Current constituency
- Created: 2018
- Councillor: Michael Thompson
- First contested: 2018 election
- Last contested: 2022 election
- Ward profile: www.toronto.ca/city-government/data-research-maps/neighbourhoods-communities/ward-profiles/ward-21-scarborough-centre/

= Ward 21 Scarborough Centre =

Municipal council district in Toronto, Ontario, Canada

Ward 21 Scarborough Centre is a municipal electoral division in Toronto, Ontario, for the Toronto City Council.

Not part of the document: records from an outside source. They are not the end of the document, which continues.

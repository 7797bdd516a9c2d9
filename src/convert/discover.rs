//! Input discovery and output naming.

use std::path::{Path, PathBuf};

use serde::Serialize;
use tracing::{debug, warn};
use walkdir::WalkDir;

use crate::error::ConvertError;

/// Extension of montage files.
pub const MONTAGE_EXTENSION: &str = "mrc";

/// Suffix the stitcher appends to the stem of its output.
pub const BLENDED_SUFFIX: &str = "_blended";

/// Extension appended to the full montage file name for its descriptor.
pub const DESCRIPTOR_EXTENSION: &str = "mdoc";

/// Find montage files under `folder`, sorted by path.
///
/// Stitcher outputs (`*_blended.mrc`) left over from earlier runs are skipped.
/// Unreadable directory entries are logged and skipped.
pub fn discover_inputs(folder: &Path, recursive: bool) -> Result<Vec<PathBuf>, ConvertError> {
    if !folder.is_dir() {
        return Err(ConvertError::MissingInput(folder.to_path_buf()));
    }

    let mut walker = WalkDir::new(folder).follow_links(true);
    if !recursive {
        walker = walker.max_depth(1);
    }

    let mut inputs = Vec::new();
    for entry in walker {
        let entry = match entry {
            Ok(entry) => entry,
            Err(e) => {
                warn!(folder = %folder.display(), error = %e, "Skipping unreadable entry");
                continue;
            }
        };
        if entry.file_type().is_file() && is_montage(entry.path()) {
            inputs.push(entry.into_path());
        }
    }
    inputs.sort();

    debug!(
        folder = %folder.display(),
        recursive,
        count = inputs.len(),
        "Discovered montage files"
    );
    Ok(inputs)
}

/// Whether `path` names a montage (`*.mrc`, not a stitcher output).
pub fn is_montage(path: &Path) -> bool {
    let has_extension = path
        .extension()
        .map(|e| e == MONTAGE_EXTENSION)
        .unwrap_or(false);
    let is_blended = path
        .file_stem()
        .map(|s| s.to_string_lossy().ends_with(BLENDED_SUFFIX))
        .unwrap_or(false);
    has_extension && !is_blended
}

// =============================================================================
// OutputPaths
// =============================================================================

/// Every file the pipeline reads or writes for one montage.
///
/// For `/data/grid1.mrc`:
///
/// | Field              | Path                           |
/// |--------------------|--------------------------------|
/// | `descriptor`       | `/data/grid1.mrc.mdoc`         |
/// | `blended`          | `/data/grid1_blended.mrc`      |
/// | `ome_tiff`         | `/data/grid1.ome.tif`          |
/// | `reduced_ome_tiff` | `/data/grid1_reduced.ome.tif`  |
/// | `h5`               | `/data/grid1.h5`               |
/// | `xml`              | `/data/grid1.xml`              |
#[derive(Debug, Clone, PartialEq, Eq, Serialize)]
pub struct OutputPaths {
    pub input: PathBuf,
    pub folder: PathBuf,

    /// File name of the input
    pub name: String,

    /// File name without the `.mrc` extension
    pub stem: String,

    pub descriptor: PathBuf,
    pub blended: PathBuf,
    pub ome_tiff: PathBuf,
    pub reduced_ome_tiff: PathBuf,
    pub h5: PathBuf,
    pub xml: PathBuf,
}

impl OutputPaths {
    pub fn for_input(input: &Path) -> Self {
        let folder = match input.parent() {
            Some(parent) if !parent.as_os_str().is_empty() => parent.to_path_buf(),
            _ => PathBuf::from("."),
        };
        let name = input
            .file_name()
            .map(|n| n.to_string_lossy().into_owned())
            .unwrap_or_default();
        let stem = input
            .file_stem()
            .map(|s| s.to_string_lossy().into_owned())
            .unwrap_or_default();

        Self {
            input: input.to_path_buf(),
            descriptor: folder.join(format!("{}.{}", name, DESCRIPTOR_EXTENSION)),
            blended: folder.join(format!("{}{}.{}", stem, BLENDED_SUFFIX, MONTAGE_EXTENSION)),
            ome_tiff: folder.join(format!("{}.ome.tif", stem)),
            reduced_ome_tiff: folder.join(format!("{}_reduced.ome.tif", stem)),
            h5: folder.join(format!("{}.h5", stem)),
            xml: folder.join(format!("{}.xml", stem)),
            folder,
            name,
            stem,
        }
    }
}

It was last contested in the 2022 municipal election, with Michael Thompson elected councillor.
== Boundaries ==
On August 14, 2018, the province redrew municipal boundaries via the Better Local Government Act, 2018, S.O. 2018, c. 11 - Bill 5. This means that the 25 Provincial districts and the 25 municipal wards in Toronto currently share the same geographic borders.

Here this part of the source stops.